Apesar de serem consideradas cada vez mais importantes no contexto da mudança climática, as políticas de prevenção de desastres naturais recebem pouco investimento dos governos, incluindo o governo federal. Segundo levantamento do início de 2022 da Associação Contas Abertas, os recursos para essas áreas têm caído desde 2013.

QUEDA

Em 2023, o valor pode cair ainda mais, se forem mantidas as quantias que estão na proposta de Orçamento apresentada pelo governo Bolsonaro ao Congresso. O Ministério do Desenvolvimento Regional reduziu os recursos de obras emergenciais de mitigação para redução de desastres de R$ 2,8 milhões para R$ 25 mil. Para a execução de projetos e obras de contenção de encostas em áreas urbanas, a redução foi de quase R$ 54 milhões para R$ 2,7 milhões.

Frota atribui os cortes à crise fiscal e econômica que marcou os últimos anos e resultou em medidas como o teto de gastos de 2016, que limitou investimentos. “Houve um estacionamento não só da prevenção de riscos, mas da política habitacional, de saneamento e de infraestrutura”, disse.

FAMÍLIA PASSA DE BARCO POR RUAS INUNDADAS EM ILHÉUS, NA BAHIA | FOTO: AMANDA PEROBELLI/REUTERS – 29.12.2021

Outro fator é político, segundo ele. “Falta prioridade do governo federal em relação à população afetada [pelos desastres naturais], que é uma população pobre, com padrão de moradia precário, negra”, afirmou. “Não existe compromisso do governo com essas pessoas.”

Diosmar Filho, pesquisador do Instituto Iyaleta, que faz estudos sobre a mudança climática no contexto da Amazônia Legal, disse ao Nexo que, além da política de Defesa Civil, o Brasil deveria ter um plano de adaptação climática (ou seja, adaptação para os impactos da mudança do clima, como o aumento de desastres). Em 2016, o governo federal elaborou um texto sobre o tema, mas ele não saiu do papel.

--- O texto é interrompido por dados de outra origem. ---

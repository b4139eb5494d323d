use std::io;
use thiserror::Error;

#[derive(Debug, Error)]
pub enum RunError {
    #[error("Please select both model and cloth files.")]
    MissingInput,

    #[error("failed to launch `{command}`: {source}")]
    Spawn {
        command: String,
        #[source]
        source: io::Error,
    },

    #[error("child process stdout was not captured")]
    StdoutUnavailable,

    #[error("error reading process output: {0}")]
    Io(#[from] io::Error),
}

“Esse plano de adaptação está na gaveta do governo federal e não chega para os municípios e governos estaduais como uma política a ser implementada. […] Calculamos dinheiro para chuvas, não para políticas que entendam que a emergência climática se estabeleceu” – Diosmar Filho, pesquisador do Instituto Iyaleta, em entrevista ao Nexo

Além de retomar investimentos para instrumentos como os sistemas de alerta de desastres, o pesquisador defende a criação de novas políticas locais de adaptação à mudança do clima, que podem estar previstas nos planos diretores das cidades, por exemplo.

Essas discussões têm sido tratadas no governo de transição de Luiz Inácio Lula da Silva, eleito presidente em outubro pelo PT. Segundo o senador Randolfe Rodrigues (Rede-AP) para a coluna Radar, da revista Veja, o cenário orçamentário identificado pelo grupo de trabalho do Desenvolvimento Regional “é alarmante”.

Para Filho, os principais impactos da falta de uma política de prevenção de desastres são humanitários. Estudo do Iyaleta mostrou que, de 2015 a 2021, a quantidade de pessoas afetadas por extremos climáticos (incluindo mortes) subiu 3.000% no Rio Grande do Norte e quase 1.000% no Amapá.

Frota também falou nos prejuízos econômicos, tanto por causa das perdas materiais causadas pelos desastres quanto pela paralisação da atividade econômica. “As chuvas de verão são inevitáveis. Quando se soma a isso a falta de investimento e de uma política de prevenção, viram tragédias anunciadas”, disse.